Garlic should be dug while there are still at least 4 green leaves on the plants, since these leaves are attached to the papery wrappers on the bulbs, which quicky deteriorate in the soil once the leaves die.
Wrapperless bulbs do not keep well, those with 4 – 5 wrappers can be cleaned properly and stored optimally.
Garlic left in the ground too long tends to split, allowing soil, moisture and potentially disease to get in.
Pull the garlic out with a fork taking care not to damage the bulb.
Bunch the garlic into groups of 10 – 15 and tie loosely together with twine. Hang to cure in a well ventilated room or shed. curing takes around 10 days – 4 weeks.
the purpose of curing is two-fold – to increase shelf life and most importantly to develop the flavour of the garlic.
We test our garlic by checking the stems. If it snaps off easily then its done. After 2 weeks we braid some of our garlic, it is then further cured by 2 weeks.
Once cured clip off the roots and tops at about 3cm above the head. Stored in a well ventilated cool room your garlic should last at least 8 months.
1/4 cup pine nuts / cashews
3/4 cup coarsely chopped garlic scapes *
Juice and zest of 1/2 lemon
1/2 teaspoon salt
A few generous grinds of black pepper
1/2 cup extra virgin olive oil
1/4 cup grated Parmigiano Reggiano cheese
*Or use half scapes and half basil
In a small, pan set over very low heat, lightly toast the pine nuts, stirring or tossing occasionally until just beginning to brown, about 2-3 minutes. Remove from the heat and let cool for a few minutes.
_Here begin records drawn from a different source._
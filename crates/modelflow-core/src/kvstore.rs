//! Key-value store binding for phase implementations.
//!
//! The runner opens every store a phase's environment names and populates a
//! [`KeyValueStoreBinding`] exactly once. Phases only ever read from it.
//!
//! Stores are JSON-keyed readers. [`TypedStore`] reinterprets keys and values
//! as the types the caller expects; if the store the runner opened holds
//! something else, the mismatch surfaces as [`StoreError::Decode`] on lookup.
//! That is a caller error and is not detected when binding.

use std::collections::HashMap;
use std::fmt;
use std::marker::PhantomData;
use std::sync::{Arc, OnceLock};

use serde::de::DeserializeOwned;
use serde::Serialize;
use serde_json::Value;

/// Errors raised by an opened store.
#[derive(Debug, thiserror::Error)]
pub enum StoreError {
    #[error("kv store '{name}' is unavailable: {reason}")]
    Unavailable { name: String, reason: String },

    #[error("failed to encode lookup key: {0}")]
    Encode(#[source] serde_json::Error),

    #[error("failed to decode stored value: {0}")]
    Decode(#[source] serde_json::Error),
}

/// Errors raised when a phase reads its bound stores.
#[derive(Debug, Clone, PartialEq, Eq, thiserror::Error)]
pub enum BindingError {
    #[error("kv stores read before the runner bound them")]
    Uninitialized,

    #[error("no kv store named '{name}' is bound")]
    StoreNotFound { name: String },

    #[error("kv stores are already bound")]
    AlreadyBound,
}

/// An opened key-value store.
pub trait KeyValueReader: Send + Sync {
    fn get(&self, key: &Value) -> Result<Option<Value>, StoreError>;

    fn contains_key(&self, key: &Value) -> Result<bool, StoreError> {
        Ok(self.get(key)?.is_some())
    }
}

/// Shared handle to an opened store.
pub type StoreHandle = Arc<dyn KeyValueReader>;

/// A store viewed through the key/value types a phase expects.
pub struct TypedStore<K, V> {
    handle: StoreHandle,
    _types: PhantomData<fn(&K) -> V>,
}

impl<K, V> TypedStore<K, V>
where
    K: Serialize,
    V: DeserializeOwned,
{
    pub fn new(handle: StoreHandle) -> Self {
        Self {
            handle,
            _types: PhantomData,
        }
    }

    pub fn get(&self, key: &K) -> Result<Option<V>, StoreError> {
        let key = serde_json::to_value(key).map_err(StoreError::Encode)?;
        match self.handle.get(&key)? {
            Some(value) => serde_json::from_value(value)
                .map(Some)
                .map_err(StoreError::Decode),
            None => Ok(None),
        }
    }
}

/// Per-phase-instance mapping from logical store name to an opened store.
///
/// Starts unbound. [`set_all`](Self::set_all) is reserved for the runner and
/// succeeds once; every later call is rejected. Concurrently running phase
/// instances must each get their own binding.
#[derive(Default)]
pub struct KeyValueStoreBinding {
    stores: OnceLock<HashMap<String, StoreHandle>>,
}

impl KeyValueStoreBinding {
    pub fn new() -> Self {
        Self::default()
    }

    /// Look up a bound store by logical name.
    ///
    /// # Errors
    ///
    /// - `BindingError::Uninitialized`: the runner has not bound stores yet.
    /// - `BindingError::StoreNotFound`: stores are bound but none has this name.
    pub fn get(&self, name: &str) -> Result<StoreHandle, BindingError> {
        let stores = self.stores.get().ok_or(BindingError::Uninitialized)?;
        stores
            .get(name)
            .cloned()
            .ok_or_else(|| BindingError::StoreNotFound {
                name: name.to_string(),
            })
    }

    /// Look up a bound store and view it with the given key/value types.
    pub fn typed<K, V>(&self, name: &str) -> Result<TypedStore<K, V>, BindingError>
    where
        K: Serialize,
        V: DeserializeOwned,
    {
        self.get(name).map(TypedStore::new)
    }

    /// Populate the binding. Runner-only; phases must never call this.
    ///
    /// # Errors
    ///
    /// `BindingError::AlreadyBound` on any call after the first.
    pub fn set_all(&self, stores: HashMap<String, StoreHandle>) -> Result<(), BindingError> {
        self.stores
            .set(stores)
            .map_err(|_| BindingError::AlreadyBound)
    }

    pub fn is_bound(&self) -> bool {
        self.stores.get().is_some()
    }

    /// Bound store names, sorted. Empty while unbound.
    pub fn names(&self) -> Vec<String> {
        let mut names: Vec<String> = self
            .stores
            .get()
            .map(|stores| stores.keys().cloned().collect())
            .unwrap_or_default();
        names.sort();
        names
    }
}

impl fmt::Debug for KeyValueStoreBinding {
    fn fmt(&self, f: &mut fmt::Formatter<'_>) -> fmt::Result {
        f.debug_struct("KeyValueStoreBinding")
            .field("bound", &self.is_bound())
            .field("stores", &self.names())
            .finish()
    }
}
Combine the scapes, pine nuts, lemon juice and zest, salt, and pepper in the bowl of a food processor fitted with the blade attachment. Pulse about 20 times, until fairly well combined. Pour in the olive oil slowly through the feed tube while the motor is running. When the oil is incorporated, transfer the pesto to a bowl and stir in the grated cheese. Bon Appetit!